Le nouveau centre de Veurey « qui est un outil technique remarquable, et qui passe pour être le centre d’impression le plus moderne d’Europe, manifeste la puissance du groupe de presse et l’apogée de la carrière de Louis Richerot. » (**) Le patron du Dauphiné Libéré possède une telle influence dans les milieux décisionnels qu’il oblige AREA à déplacer le péage de l’autoroute Grenoble-Lyon, initialement prévu au plus près de Grenoble, après le centre de Veurey.

Le divorce et la vente à Hersant

Du côté du Progrès, la mort du patron Emile Bremond, en 1970, ouvre une âpre guerre de succession entre ses deux petits-fils. Au bout d’une multitude de rebondissements juridiques et d’une mise aux enchères, c’est Jean-Charles Lignel, jeune milliardaire, qui prend la direction du groupe en 1979. Il va très vite se montrer distant puis arrogant envers la direction du journal grenoblois, qui répliquera en l’accusant de vouloir casser les accords de 1966. Là encore, un feuilleton juridique se déroule pendant plusieurs mois, en parallèle d’une série de coups bas (débauchages de journalistes, bataille par huissiers interposés. Au bout du compte, Lignel, le patron du Progrès, est condamné, pour avoir rompu les accords, à verser 26 millions de francs de dédommagement au Dauphiné Libéré.

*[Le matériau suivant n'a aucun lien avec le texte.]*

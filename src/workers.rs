//! Cluster orchestration
//!
//! Per cluster: N probe-slot workers feeding the store, one report/alert
//! loop, and a drain for failover notices. A process-wide retention sweep
//! keeps the database bounded. Every loop runs until shutdown; failures are
//! logged and the loop continues.

use std::sync::Arc;
use std::time::Duration;

use chrono::Utc;
use solana_client::nonblocking::rpc_client::RpcClient;
use solana_sdk::pubkey::Pubkey;
use solana_sdk::signature::Keypair;
use tokio::sync::mpsc;
use tokio::task::JoinHandle;
use tokio::time::{sleep, Instant};
use tracing::{error, info, warn};

use crate::alert::{AlertTrigger, FileLevelStore};
use crate::classify::ErrorRegistry;
use crate::config::{ClusterConfig, RetentionConfig};
use crate::failover::{FailoverPool, PoolEvent};
use crate::ledger::SolanaLedgerClient;
use crate::notify::Notifier;
use crate::probe::{run_batch, ProbeIdentity, ProbeKind};
use crate::report::{render_alert, render_failover, render_report, RenderContext};
use crate::store::{FeeFilter, ProbeStore};
use crate::window::{compute_statistics, group_by_window};

/// Everything the workers of one cluster share.
pub struct ClusterRuntime {
    pub config: Arc<ClusterConfig>,
    pub hostname: String,
    pub registry: Arc<ErrorRegistry>,
    pub store: ProbeStore,
    pub notifier: Notifier,
    pub pool: Arc<FailoverPool>,
    pub keypair: Arc<Keypair>,
    pub receiver: Option<Pubkey>,
}

/// Spawn all services for one cluster.
pub fn spawn_cluster(
    runtime: Arc<ClusterRuntime>,
    pool_events: mpsc::UnboundedReceiver<PoolEvent>,
) -> Vec<JoinHandle<()>> {
    let mut handles = Vec::new();

    for slot in 0..runtime.config.ping.num_slots.max(1) {
        let rt = runtime.clone();
        handles.push(tokio::spawn(async move {
            probe_slot_worker(rt, slot).await;
        }));
    }

    if runtime.config.report.enabled {
        let rt = runtime.clone();
        handles.push(tokio::spawn(async move {
            report_worker(rt).await;
        }));
        let rt = runtime.clone();
        handles.push(tokio::spawn(async move {
            failover_notice_worker(rt, pool_events).await;
        }));
    }

    handles
}

/// Process-wide retention sweep.
pub fn spawn_retention(store: ProbeStore, retention: RetentionConfig) -> JoinHandle<()> {
    tokio::spawn(async move {
        let interval = Duration::from_secs(retention.update_interval_secs.max(1));
        loop {
            sleep(interval).await;
            let cutoff = Utc::now().timestamp() - retention.keep_hours * 3600;
            match store.delete_before(cutoff).await {
                Ok(removed) if removed > 0 => {
                    info!(removed, "retention sweep removed old probe results");
                }
                Ok(_) => {}
                Err(e) => error!(error = %e, "retention sweep failed"),
            }
        }
    })
}

/// One probe slot: acquire a client, run the configured batches, feed the
/// pool's health accounting and the store, respect the minimum cadence.
async fn probe_slot_worker(rt: Arc<ClusterRuntime>, slot: usize) {
    let ping = &rt.config.ping;
    let identity = ProbeIdentity {
        cluster: rt.config.id.clone(),
        hostname: rt.hostname.clone(),
    };
    info!(cluster = %identity.cluster, slot, "probe worker started");

    // Fee-enabled clusters probe the priority-fee lane; with dual reporting
    // the plain lane runs alongside it.
    let mut plan = Vec::new();
    if ping.fee.enabled {
        plan.push(ping.batch_config(true));
    }
    if !ping.fee.enabled || ping.fee.dual_reporting {
        plan.push(ping.batch_config(false));
    }

    let min_cadence = Duration::from_secs(ping.min_per_probe_secs);
    let mut client: Option<Arc<RpcClient>> = None;

    loop {
        let started = Instant::now();
        for batch in &plan {
            let rpc = rt.pool.acquire(client.take());
            let ledger = SolanaLedgerClient::new(rpc.clone(), rt.keypair.clone(), rt.receiver);
            let result = run_batch(
                &ledger,
                &rt.registry,
                &identity,
                ProbeKind::DataPoint1Min,
                batch,
            )
            .await;
            rt.pool.record_outcome(result.pool_outcome());
            client = Some(rpc);

            if let Some(summary) = result.error_summary() {
                warn!(cluster = %identity.cluster, slot, errors = %summary, "probe batch finished with errors");
            }
            if let Err(e) = rt.store.insert(&result).await {
                error!(cluster = %identity.cluster, error = %e, "failed to persist probe result");
            }
        }
        let elapsed = started.elapsed();
        if elapsed < min_cadence {
            sleep(min_cadence - elapsed).await;
        }
    }
}

/// Where a lane's trigger persists its ladder position.
fn level_store_path(configured: &str, cluster_id: &str, suffix: &str) -> String {
    if configured.is_empty() {
        format!("{cluster_id}.alert-level{suffix}")
    } else {
        format!("{configured}{suffix}")
    }
}

struct ReportLane {
    label: &'static str,
    filter: FeeFilter,
    trigger: AlertTrigger,
}

/// Periodic report plus the hysteresis-gated alert, per lane. This loop is
/// the only driver of each lane's trigger.
async fn report_worker(rt: Arc<ClusterRuntime>) {
    let cluster_id = rt.config.id.clone();
    let report_cfg = &rt.config.report;
    let interval = Duration::from_secs(report_cfg.interval_secs.max(1));
    info!(cluster = %cluster_id, interval_secs = interval.as_secs(), "report worker started");

    let mut lanes = Vec::new();
    if rt.config.ping.fee.enabled && rt.config.ping.fee.dual_reporting {
        for (label, filter, suffix) in [
            ("fee", FeeFilter::WithFee, ".fee"),
            ("nofee", FeeFilter::NoFee, ".nofee"),
        ] {
            lanes.push(ReportLane {
                label,
                filter,
                trigger: AlertTrigger::new(
                    &format!("{cluster_id}-{label}"),
                    report_cfg.loss_threshold,
                    Box::new(FileLevelStore::new(level_store_path(
                        &report_cfg.level_file_path,
                        &cluster_id,
                        suffix,
                    ))),
                ),
            });
        }
    } else {
        lanes.push(ReportLane {
            label: "",
            filter: FeeFilter::Any,
            trigger: AlertTrigger::new(
                &cluster_id,
                report_cfg.loss_threshold,
                Box::new(FileLevelStore::new(level_store_path(
                    &report_cfg.level_file_path,
                    &cluster_id,
                    "",
                ))),
            ),
        });
    }

    loop {
        sleep(interval).await;
        let now = Utc::now().timestamp();
        let since = now - interval.as_secs() as i64;

        for lane in &mut lanes {
            let records = match rt
                .store
                .query_after(&cluster_id, ProbeKind::DataPoint1Min, since, lane.filter)
                .await
            {
                Ok(records) => records,
                Err(e) => {
                    error!(cluster = %cluster_id, error = %e, "report query failed");
                    continue;
                }
            };
            let groups = group_by_window(&records, since, now);
            let window_report =
                compute_statistics(&rt.registry, rt.config.ping.tx_timeout(), &groups);
            let global = window_report.global(false);

            let memo = if lane.label.is_empty() {
                report_cfg.memo.clone()
            } else if report_cfg.memo.is_empty() {
                lane.label.to_string()
            } else {
                format!("{} {}", report_cfg.memo, lane.label)
            };
            let ctx = RenderContext {
                cluster: &cluster_id,
                hostname: &rt.hostname,
                memo: &memo,
                hide_keywords: &report_cfg.hide_keywords,
            };

            if !report_cfg.webhook.is_empty() {
                let payload = render_report(
                    report_cfg.channel,
                    &ctx,
                    &window_report,
                    &global,
                    &rt.registry,
                );
                if let Err(e) = rt.notifier.send(&report_cfg.webhook, &payload).await {
                    warn!(cluster = %cluster_id, error = %e, "report delivery failed");
                }
            }

            lane.trigger.update(global.loss);
            if lane.trigger.should_send() {
                let webhook = report_cfg.alert_webhook();
                if webhook.is_empty() {
                    continue;
                }
                let payload = render_alert(
                    report_cfg.channel,
                    &ctx,
                    &global,
                    &window_report.error_frequency,
                    lane.trigger.next_threshold(),
                    &rt.registry,
                );
                if let Err(e) = rt.notifier.send(webhook, &payload).await {
                    warn!(cluster = %cluster_id, error = %e, "alert delivery failed");
                }
            }
        }
    }
}

/// Deliver failover notices emitted by the pool.
async fn failover_notice_worker(
    rt: Arc<ClusterRuntime>,
    mut events: mpsc::UnboundedReceiver<PoolEvent>,
) {
    while let Some(PoolEvent::Failover { cluster, url }) = events.recv().await {
        let webhook = rt.config.report.alert_webhook();
        if webhook.is_empty() {
            continue;
        }
        let payload = render_failover(rt.config.report.channel, &rt.hostname, &cluster, &url);
        if let Err(e) = rt.notifier.send(webhook, &payload).await {
            warn!(cluster, error = %e, "failover notice delivery failed");
        }
    }
}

Le divorce consommé, Le Progrès tentera, en favorisant les enquêtes et les dossiers et en s’ancrant plus « à gauche », de marquer son empreinte face au Dauphiné Libéré qui reviendra sur ses fondamentaux que sont le sport et les faits divers. Mais malgré leurs différences de forme, ils représentent tous deux, dès 1980, les deux facettes d’un même monopole, d’une même vision de la concentration de l’information, au service de l’ordre établi. Ce que confirment les auteurs communistes de L’Aigle et La Plume : « Le pouvoir politique en place a posé des œufs dans les deux paniers. Dans celui du Dauphiné Libéré, dont les liens avec Matignon sont apparents et qui ne dément pas son soutien politique giscardien. Dans celui du Progrès où se dessinent les contours d’une relève politique (...). Il n’y a somme toute pas de mystère, l’infrastructure politique guide la superstructure informative qu’est la presse dans son intervention sur les consciences. » (*)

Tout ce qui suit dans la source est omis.